Stopping the slaughter of guns
As hard as it is to believe, Arizona has a pro-gun bill, the likes of which hasn’t even surfaced in South Carolina’s gun-loving General Assembly.
Gov. Jan Brewer recently signed legislation prohibiting cities and counties from destroying guns. Firearms that come into their possession must be sold to federally licensed gun dealers.
That means that city- or county-sponsored gun buybacks — similar to ones here that entice people to give up their handguns — have become effectively pointless in Arizona.
Firearms advocates are delighted with the law, saying that selling the guns would feed public coffers.

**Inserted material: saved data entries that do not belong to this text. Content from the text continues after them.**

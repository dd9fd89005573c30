//! NTP client facade: validated configuration, event entry points and
//! read accessors over the [`SyncController`].

use anyhow::Result;
use chrono::DateTime;
use log::info;
use crate::clock::{WallClock, SECS_PER_HOUR, SECS_PER_MIN};
use crate::config::{validate_server_name, validate_time_zone, validate_timeout, ClientConfig};
use crate::controller::{Event, SyncController, SyncObserver};
use crate::dst::{self, DstZone};
use crate::status::{Phase, StatusReport, SyncStatus};
use crate::traits::{Resolver, Timer, Transport};

pub struct NtpClient<R, T, M, C>
where
    R: Resolver,
    T: Transport,
    M: Timer,
    C: WallClock,
{
    controller: SyncController<R, T, M, C>,
}

impl<R, T, M, C> NtpClient<R, T, M, C>
where
    R: Resolver,
    T: Transport,
    M: Timer,
    C: WallClock,
{
    pub fn new(resolver: R, transport: T, timer: M, clock: C) -> Self {
        NtpClient {
            controller: SyncController::new(
                resolver,
                transport,
                timer,
                clock,
                ClientConfig::default(),
            ),
        }
    }

    /// Builds a client from a complete configuration. Intervals below the
    /// floor are raised to it; any other out-of-range field rejects the whole
    /// configuration.
    pub fn from_config(
        resolver: R,
        transport: T,
        timer: M,
        clock: C,
        mut config: ClientConfig,
    ) -> Result<Self> {
        config.floor_intervals();
        config.validate()?;
        Ok(NtpClient {
            controller: SyncController::new(resolver, transport, timer, clock, config),
        })
    }

    // ========================================================================
    // LIFECYCLE
    // ========================================================================

    /// Configures server and zone, then arms the first sync after the short
    /// interval. Nothing changes if any argument is invalid.
    pub fn begin(
        &mut self,
        server: &str,
        tz_hours: i8,
        tz_minutes: i8,
        dst_zone: DstZone,
    ) -> Result<()> {
        validate_server_name(server)?;
        validate_time_zone(tz_hours, tz_minutes)?;

        let config = self.controller.config_mut();
        config.server = server.to_string();
        config.tz_hours = tz_hours;
        config.tz_minutes = tz_minutes;
        config.dst_zone = dst_zone;

        self.controller.begin();
        Ok(())
    }

    /// Begins with whatever configuration the client already holds.
    pub fn begin_configured(&mut self) {
        self.controller.begin();
    }

    pub fn stop(&mut self) {
        self.controller.stop();
    }

    /// Run a sync cycle now instead of waiting for the timer.
    pub fn process_start(&mut self) {
        self.controller.start();
    }

    pub fn handle_event(&mut self, event: Event) {
        self.controller.handle_event(event);
    }

    pub fn on_ntp_sync_event(&mut self, observer: SyncObserver) {
        self.controller.set_observer(observer);
    }

    // ========================================================================
    // CONFIGURATION
    // ========================================================================

    pub fn set_ntp_server_name(&mut self, server: &str) -> Result<()> {
        validate_server_name(server)?;
        self.controller.config_mut().server = server.to_string();
        Ok(())
    }

    pub fn get_ntp_server_name(&self) -> &str {
        &self.controller.config().server
    }

    /// Changing the zone after a sync shifts the held time by the difference.
    pub fn set_time_zone(&mut self, hours: i8, minutes: i8) -> Result<()> {
        validate_time_zone(hours, minutes)?;

        let config = self.controller.config();
        let delta = (hours as i64 - config.tz_hours as i64) * SECS_PER_HOUR
            + (minutes as i64 - config.tz_minutes as i64) * SECS_PER_MIN;
        self.controller.shift_time(delta);

        let config = self.controller.config_mut();
        config.tz_hours = hours;
        config.tz_minutes = minutes;
        info!("Time zone set to {:+}h {:+}m", hours, minutes);
        Ok(())
    }

    pub fn get_time_zone(&self) -> i8 {
        self.controller.config().tz_hours
    }

    pub fn get_time_zone_minutes(&self) -> i8 {
        self.controller.config().tz_minutes
    }

    /// Switching rule-set after a sync moves the clock by an hour when the
    /// switch changes whether "now" is summer time.
    pub fn set_dst_zone(&mut self, zone: DstZone) {
        let old = self.controller.config().dst_zone;
        if old == zone {
            return;
        }

        if self.controller.last_sync() > 0 {
            let now = self.controller.clock().now();
            let tz_hours = self.controller.config().tz_hours;
            let was = dst::is_dst_at(now, tz_hours, old) as i64;
            let will = dst::is_dst_at(now, tz_hours, zone) as i64;
            self.controller.shift_time((will - was) * SECS_PER_HOUR);
        }

        self.controller.config_mut().dst_zone = zone;
        info!("DST zone set to {}", zone);
    }

    pub fn get_dst_zone(&self) -> DstZone {
        self.controller.config().dst_zone
    }

    /// Long interval only. Values below the floor are raised to it.
    pub fn set_interval(&mut self, long_secs: u32) {
        self.controller.set_long_interval(long_secs);
    }

    /// Values below the floor are raised to it, never rejected.
    pub fn set_intervals(&mut self, short_secs: u32, long_secs: u32) {
        self.controller.set_intervals(short_secs, long_secs);
    }

    pub fn get_interval(&self) -> u32 {
        self.controller.config().long_interval_secs
    }

    pub fn get_short_interval(&self) -> u32 {
        self.controller.config().short_interval_secs
    }

    pub fn get_long_interval(&self) -> u32 {
        self.get_interval()
    }

    /// Interval the next automatic cycle was armed with, 0 when stopped.
    pub fn get_next_interval(&self) -> u32 {
        self.controller.next_interval()
    }

    pub fn set_ntp_timeout(&mut self, milliseconds: u16) -> Result<()> {
        validate_timeout(milliseconds)?;
        self.controller.config_mut().timeout_ms = milliseconds;
        Ok(())
    }

    pub fn get_ntp_timeout(&self) -> u16 {
        self.controller.config().timeout_ms
    }

    pub fn config(&self) -> &ClientConfig {
        self.controller.config()
    }

    // ========================================================================
    // STATUS AND TIME
    // ========================================================================

    pub fn get_status(&self) -> SyncStatus {
        self.controller.status()
    }

    pub fn get_phase(&self) -> Phase {
        self.controller.phase()
    }

    pub fn status_report(&self) -> StatusReport {
        self.controller.report()
    }

    /// Local time of the last successful sync, 0 = never.
    pub fn get_last_ntp_sync(&self) -> i64 {
        self.controller.last_sync()
    }

    pub fn get_first_sync(&self) -> i64 {
        self.controller.first_sync()
    }

    pub fn now(&self) -> i64 {
        self.controller.clock().now()
    }

    pub fn is_summer_time(&self) -> bool {
        self.is_summer_time_period(self.now())
    }

    pub fn is_summer_time_period(&self, moment: i64) -> bool {
        let config = self.controller.config();
        dst::is_dst_at(moment, config.tz_hours, config.dst_zone)
    }

    pub fn get_time_str(&self) -> String {
        get_time_str_at(self.now())
    }

    pub fn get_date_str(&self) -> String {
        get_date_str_at(self.now())
    }

    pub fn get_time_date_string(&self) -> String {
        get_time_date_string_at(self.now())
    }
}

/// `HH:MM:SS`
pub fn get_time_str_at(moment: i64) -> String {
    format_moment(moment, "%H:%M:%S")
}

/// `DD/MM/YYYY`
pub fn get_date_str_at(moment: i64) -> String {
    format_moment(moment, "%d/%m/%Y")
}

/// `HH:MM:SS DD/MM/YYYY`
pub fn get_time_date_string_at(moment: i64) -> String {
    format_moment(moment, "%H:%M:%S %d/%m/%Y")
}

fn format_moment(moment: i64, fmt: &str) -> String {
    let dt = DateTime::from_timestamp(moment, 0).unwrap_or(DateTime::UNIX_EPOCH);
    dt.format(fmt).to_string()
}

But police, who see the value in getting those guns off the streets of their jurisdictions, aren’t so happy. Tucson recently held a buyback that drew more than 200 weapons in exchange for $10,000 worth of gift cards donated by the Safeway grocery store chain.
Phoenix police plan to hold three buybacks in the next three months before the new law takes effect. The guns will be destroyed.
Tucson Council member Regina Romera called the law “ridiculous,” noting that Arizona complains about federal control but doesn’t hesitate to micromanage cities.
It’s a conundrum South Carolina can understand. The Legislature hasn’t prohibited cities and counties from destroying guns, but it is considering prohibiting doctors from talking about gun safety with their patients.
It seems small-government principles — here and in Arizona — don’t hold up when guns are concerned.